All the data below needs to be retyped exactly as shown.
-- RECORDED DATA follows --
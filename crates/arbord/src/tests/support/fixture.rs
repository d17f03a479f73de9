//! Service context built over a temporary working directory.

use std::sync::Arc;

use arbor_config::{Config, RuntimePaths};
use camino::Utf8PathBuf;
use tempfile::TempDir;

use crate::apps::{AppCatalog, AppEntry};
use crate::children::{ChildDeps, MockPortProbe, PortProbe};
use crate::context::ServiceContext;
use crate::registry::{HandlerOutcome, HandlerRegistry};

use super::{FakeLauncher, RecordingHealthReporter};

/// Application without self-tests, so spawning it needs no live child.
const LEAF: AppEntry = AppEntry {
    id: "leaf",
    handler_class: "Leaf",
    version: "0.3.1",
    install: install_leaf,
    self_tests: &[],
};

fn install_leaf(registry: &mut HandlerRegistry) {
    registry.unary("/leaf", |_, _, _| Ok(HandlerOutcome::reply("leaf")));
}

/// Builtin applications plus `leaf`.
fn leaf_catalog() -> AppCatalog {
    AppCatalog::builtin().with(LEAF)
}

/// A root service configuration rooted in its own temporary directory.
pub struct ServiceFixture {
    _dir: TempDir,
    pub config: Config,
    pub launcher: FakeLauncher,
    pub reporter: Arc<RecordingHealthReporter>,
    pub catalog: Arc<AppCatalog>,
}

impl ServiceFixture {
    pub fn new() -> Self {
        Self::with_launcher(FakeLauncher::default())
    }

    pub fn with_launcher(launcher: FakeLauncher) -> Self {
        let dir = TempDir::new().expect("create temp dir");
        let work_dir =
            Utf8PathBuf::from_path_buf(dir.path().to_path_buf()).expect("temp dir is UTF-8");
        let config = Config {
            name: String::from("root"),
            port: 0,
            work_dir,
            ..Config::default()
        };
        RuntimePaths::from_config(&config)
            .prepare()
            .expect("prepare runtime dirs");
        Self {
            _dir: dir,
            config,
            launcher,
            reporter: Arc::new(RecordingHealthReporter::default()),
            catalog: Arc::new(leaf_catalog()),
        }
    }

    pub fn paths(&self) -> RuntimePaths {
        RuntimePaths::from_config(&self.config)
    }

    /// Child collaborators sharing this fixture's launcher and reporter.
    pub fn deps(&self, probe: impl PortProbe + 'static) -> ChildDeps {
        ChildDeps {
            launcher: Box::new(self.launcher.clone()),
            probe: Box::new(probe),
            reporter: self.reporter.clone(),
            startup_grace: std::time::Duration::ZERO,
        }
    }

    /// Context whose probe never sees a listening port.
    pub fn context(&self) -> ServiceContext {
        self.context_with(idle_probe())
    }

    pub fn context_with(&self, probe: impl PortProbe + 'static) -> ServiceContext {
        ServiceContext::new(
            self.config.clone(),
            Arc::clone(&self.catalog),
            self.deps(probe),
        )
    }
}

/// Probe answering `false` for every port.
pub fn idle_probe() -> MockPortProbe {
    let mut probe = MockPortProbe::new();
    probe.expect_is_listening().return_const(false);
    probe
}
-- RECORDED DATA concluded --
TASK ANSWER:
filename crates/arbord/src/tests/support/fixture.rs
repository d17f03a479f73de9
//! Service context built over a temporary working directory.

use std::sync::Arc;

use arbor_config::{Config, RuntimePaths};
use camino::Utf8PathBuf;
use tempfile::TempDir;

use crate::apps::{AppCatalog, AppEntry};
use crate::children::{ChildDeps, MockPortProbe, PortProbe};
use crate::context::ServiceContext;
use crate::registry::{HandlerOutcome, HandlerRegistry};

use super::{FakeLauncher, RecordingHealthReporter};

/// Application without self-tests, so spawning it needs no live child.
const LEAF: AppEntry = AppEntry {
    id: "leaf",
    handler_class: "Leaf",
    version: "0.3.1",
    install: install_leaf,
    self_tests: &[],
};

fn install_leaf(registry: &mut HandlerRegistry) {
    registry.unary("/leaf", |_, _, _| Ok(HandlerOutcome::reply("leaf")));
}

/// Builtin applications plus `leaf`.
fn leaf_catalog() -> AppCatalog {
    AppCatalog::builtin().with(LEAF)
}

/// A root service configuration rooted in its own temporary directory.
pub struct ServiceFixture {
    _dir: TempDir,
    pub config: Config,
    pub launcher: FakeLauncher,
    pub reporter: Arc<RecordingHealthReporter>,
    pub catalog: Arc<AppCatalog>,
}

impl ServiceFixture {
    pub fn new() -> Self {
        Self::with_launcher(FakeLauncher::default())
    }

    pub fn with_launcher(launcher: FakeLauncher) -> Self {
        let dir = TempDir::new().expect("create temp dir");
        let work_dir =
            Utf8PathBuf::from_path_buf(dir.path().to_path_buf()).expect("temp dir is UTF-8");
        let config = Config {
            name: String::from("root"),
            port: 0,
            work_dir,
            ..Config::default()
        };
        RuntimePaths::from_config(&config)
            .prepare()
            .expect("prepare runtime dirs");
        Self {
            _dir: dir,
            config,
            launcher,
            reporter: Arc::new(RecordingHealthReporter::default()),
            catalog: Arc::new(leaf_catalog()),
        }
    }

    pub fn paths(&self) -> RuntimePaths {
        RuntimePaths::from_config(&self.config)
    }

    /// Child collaborators sharing this fixture's launcher and reporter.
    pub fn deps(&self, probe: impl PortProbe + 'static) -> ChildDeps {
        ChildDeps {
            launcher: Box::new(self.launcher.clone()),
            probe: Box::new(probe),
            reporter: self.reporter.clone(),
            startup_grace: std::time::Duration::ZERO,
        }
    }

    /// Context whose probe never sees a listening port.
    pub fn context(&self) -> ServiceContext {
        self.context_with(idle_probe())
    }

    pub fn context_with(&self, probe: impl PortProbe + 'static) -> ServiceContext {
        ServiceContext::new(
            self.config.clone(),
            Arc::clone(&self.catalog),
            self.deps(probe),
        )
    }
}

/// Probe answering `false` for every port.
pub fn idle_probe() -> MockPortProbe {
    let mut probe = MockPortProbe::new();
    probe.expect_is_listening().return_const(false);
    probe
}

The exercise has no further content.